[Input records — start]

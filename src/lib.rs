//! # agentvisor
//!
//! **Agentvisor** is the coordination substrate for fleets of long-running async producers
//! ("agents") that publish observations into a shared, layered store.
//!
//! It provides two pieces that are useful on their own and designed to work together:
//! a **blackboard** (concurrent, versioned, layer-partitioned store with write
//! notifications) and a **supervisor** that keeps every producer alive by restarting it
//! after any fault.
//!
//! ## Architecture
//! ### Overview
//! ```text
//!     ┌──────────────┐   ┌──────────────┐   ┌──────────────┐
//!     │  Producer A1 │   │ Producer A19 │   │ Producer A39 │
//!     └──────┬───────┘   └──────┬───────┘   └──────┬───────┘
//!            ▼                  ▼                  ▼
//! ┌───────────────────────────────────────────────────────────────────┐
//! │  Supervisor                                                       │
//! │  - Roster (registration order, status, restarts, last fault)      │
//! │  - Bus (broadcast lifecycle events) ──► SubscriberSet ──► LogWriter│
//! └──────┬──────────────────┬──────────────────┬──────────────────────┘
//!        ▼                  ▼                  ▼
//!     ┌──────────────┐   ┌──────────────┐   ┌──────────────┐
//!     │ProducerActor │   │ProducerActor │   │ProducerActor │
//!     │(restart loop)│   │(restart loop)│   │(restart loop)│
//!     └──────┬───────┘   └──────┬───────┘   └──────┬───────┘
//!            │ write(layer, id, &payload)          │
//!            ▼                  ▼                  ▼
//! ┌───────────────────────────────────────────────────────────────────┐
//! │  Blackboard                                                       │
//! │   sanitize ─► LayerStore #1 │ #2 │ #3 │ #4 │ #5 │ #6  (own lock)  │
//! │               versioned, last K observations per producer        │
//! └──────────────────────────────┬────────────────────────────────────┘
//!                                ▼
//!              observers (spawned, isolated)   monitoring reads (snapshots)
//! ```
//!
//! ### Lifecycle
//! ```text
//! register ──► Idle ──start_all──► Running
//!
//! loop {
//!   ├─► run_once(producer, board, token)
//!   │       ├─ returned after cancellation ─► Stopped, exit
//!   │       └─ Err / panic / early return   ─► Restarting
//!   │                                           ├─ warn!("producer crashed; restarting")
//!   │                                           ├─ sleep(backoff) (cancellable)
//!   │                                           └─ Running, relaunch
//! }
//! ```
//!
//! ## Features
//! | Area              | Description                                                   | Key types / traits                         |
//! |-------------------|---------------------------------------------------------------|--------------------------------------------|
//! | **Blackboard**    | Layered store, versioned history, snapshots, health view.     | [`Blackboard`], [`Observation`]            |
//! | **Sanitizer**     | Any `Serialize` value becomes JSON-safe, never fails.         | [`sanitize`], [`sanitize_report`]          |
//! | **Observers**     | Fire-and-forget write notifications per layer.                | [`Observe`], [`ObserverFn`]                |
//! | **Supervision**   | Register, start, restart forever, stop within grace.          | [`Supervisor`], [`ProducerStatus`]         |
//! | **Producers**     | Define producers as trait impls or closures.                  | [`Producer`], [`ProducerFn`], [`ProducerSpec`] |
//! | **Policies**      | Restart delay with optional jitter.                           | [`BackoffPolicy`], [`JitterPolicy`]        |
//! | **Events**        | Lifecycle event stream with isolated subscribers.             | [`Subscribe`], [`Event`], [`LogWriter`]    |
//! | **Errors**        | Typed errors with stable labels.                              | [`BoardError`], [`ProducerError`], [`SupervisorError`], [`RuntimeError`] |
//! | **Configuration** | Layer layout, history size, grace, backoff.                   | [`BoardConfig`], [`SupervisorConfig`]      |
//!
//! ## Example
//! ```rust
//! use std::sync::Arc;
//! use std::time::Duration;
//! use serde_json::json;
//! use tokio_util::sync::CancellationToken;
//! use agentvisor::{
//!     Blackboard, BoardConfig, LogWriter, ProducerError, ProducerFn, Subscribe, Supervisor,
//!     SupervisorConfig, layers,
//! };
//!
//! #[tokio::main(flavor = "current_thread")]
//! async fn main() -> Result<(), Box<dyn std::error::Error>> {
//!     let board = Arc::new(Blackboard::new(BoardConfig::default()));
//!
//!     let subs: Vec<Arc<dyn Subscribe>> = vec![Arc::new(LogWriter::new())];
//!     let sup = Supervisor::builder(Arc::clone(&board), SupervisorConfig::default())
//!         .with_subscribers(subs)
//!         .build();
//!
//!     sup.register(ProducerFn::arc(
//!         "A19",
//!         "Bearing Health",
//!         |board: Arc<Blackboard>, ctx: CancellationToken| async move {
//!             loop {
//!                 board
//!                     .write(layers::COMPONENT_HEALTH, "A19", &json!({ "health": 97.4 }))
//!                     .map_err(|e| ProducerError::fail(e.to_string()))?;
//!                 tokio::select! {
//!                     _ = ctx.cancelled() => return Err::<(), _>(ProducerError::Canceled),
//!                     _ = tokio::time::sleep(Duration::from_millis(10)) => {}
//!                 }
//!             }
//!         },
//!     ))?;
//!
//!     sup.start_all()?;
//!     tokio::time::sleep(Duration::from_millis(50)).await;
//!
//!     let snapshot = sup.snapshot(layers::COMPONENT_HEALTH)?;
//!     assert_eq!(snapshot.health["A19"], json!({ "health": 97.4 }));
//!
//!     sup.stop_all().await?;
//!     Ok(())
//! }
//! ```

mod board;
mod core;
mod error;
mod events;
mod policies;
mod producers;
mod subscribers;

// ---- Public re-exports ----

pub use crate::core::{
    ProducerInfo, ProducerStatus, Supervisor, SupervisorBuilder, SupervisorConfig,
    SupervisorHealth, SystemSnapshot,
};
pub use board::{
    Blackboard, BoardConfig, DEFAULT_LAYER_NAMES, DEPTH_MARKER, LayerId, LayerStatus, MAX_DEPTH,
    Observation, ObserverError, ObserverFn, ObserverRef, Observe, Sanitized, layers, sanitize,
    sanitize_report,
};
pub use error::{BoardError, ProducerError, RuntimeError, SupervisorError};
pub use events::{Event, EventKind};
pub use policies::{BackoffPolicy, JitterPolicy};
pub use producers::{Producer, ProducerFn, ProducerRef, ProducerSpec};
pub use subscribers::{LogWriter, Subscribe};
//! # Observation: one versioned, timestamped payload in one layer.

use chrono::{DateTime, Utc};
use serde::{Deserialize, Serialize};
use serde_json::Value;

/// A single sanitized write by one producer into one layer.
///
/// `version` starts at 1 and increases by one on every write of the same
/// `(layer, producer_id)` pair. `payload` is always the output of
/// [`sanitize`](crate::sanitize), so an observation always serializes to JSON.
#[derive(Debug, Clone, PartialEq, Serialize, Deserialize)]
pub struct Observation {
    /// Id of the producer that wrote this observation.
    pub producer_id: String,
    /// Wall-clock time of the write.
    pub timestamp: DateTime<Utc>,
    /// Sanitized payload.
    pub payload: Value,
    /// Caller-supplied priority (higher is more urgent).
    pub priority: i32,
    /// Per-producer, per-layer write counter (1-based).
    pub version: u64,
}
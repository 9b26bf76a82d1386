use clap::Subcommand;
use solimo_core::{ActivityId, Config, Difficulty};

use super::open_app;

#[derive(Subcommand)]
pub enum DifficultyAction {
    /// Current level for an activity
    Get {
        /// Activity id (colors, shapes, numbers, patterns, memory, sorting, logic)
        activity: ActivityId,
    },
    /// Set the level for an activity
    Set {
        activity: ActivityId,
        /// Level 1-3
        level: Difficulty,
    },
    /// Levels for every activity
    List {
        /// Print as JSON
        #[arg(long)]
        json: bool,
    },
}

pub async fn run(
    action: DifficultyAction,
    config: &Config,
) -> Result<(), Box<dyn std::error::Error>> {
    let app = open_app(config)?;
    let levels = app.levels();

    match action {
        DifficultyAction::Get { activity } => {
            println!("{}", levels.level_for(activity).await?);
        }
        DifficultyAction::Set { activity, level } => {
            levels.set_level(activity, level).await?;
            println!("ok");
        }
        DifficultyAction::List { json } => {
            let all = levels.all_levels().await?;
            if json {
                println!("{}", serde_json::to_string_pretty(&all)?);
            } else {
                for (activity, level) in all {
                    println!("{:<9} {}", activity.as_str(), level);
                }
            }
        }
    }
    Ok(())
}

[Input records — finish]

Locate all lines in the listing above with the word "versioned". Copy them.

- Final answer
//! a **blackboard** (concurrent, versioned, layer-partitioned store with write
//! │               versioned, last K observations per producer        │
//! | **Blackboard**    | Layered store, versioned history, snapshots, health view.     | [`Blackboard`], [`Observation`]            |
//! # Observation: one versioned, timestamped payload in one layer.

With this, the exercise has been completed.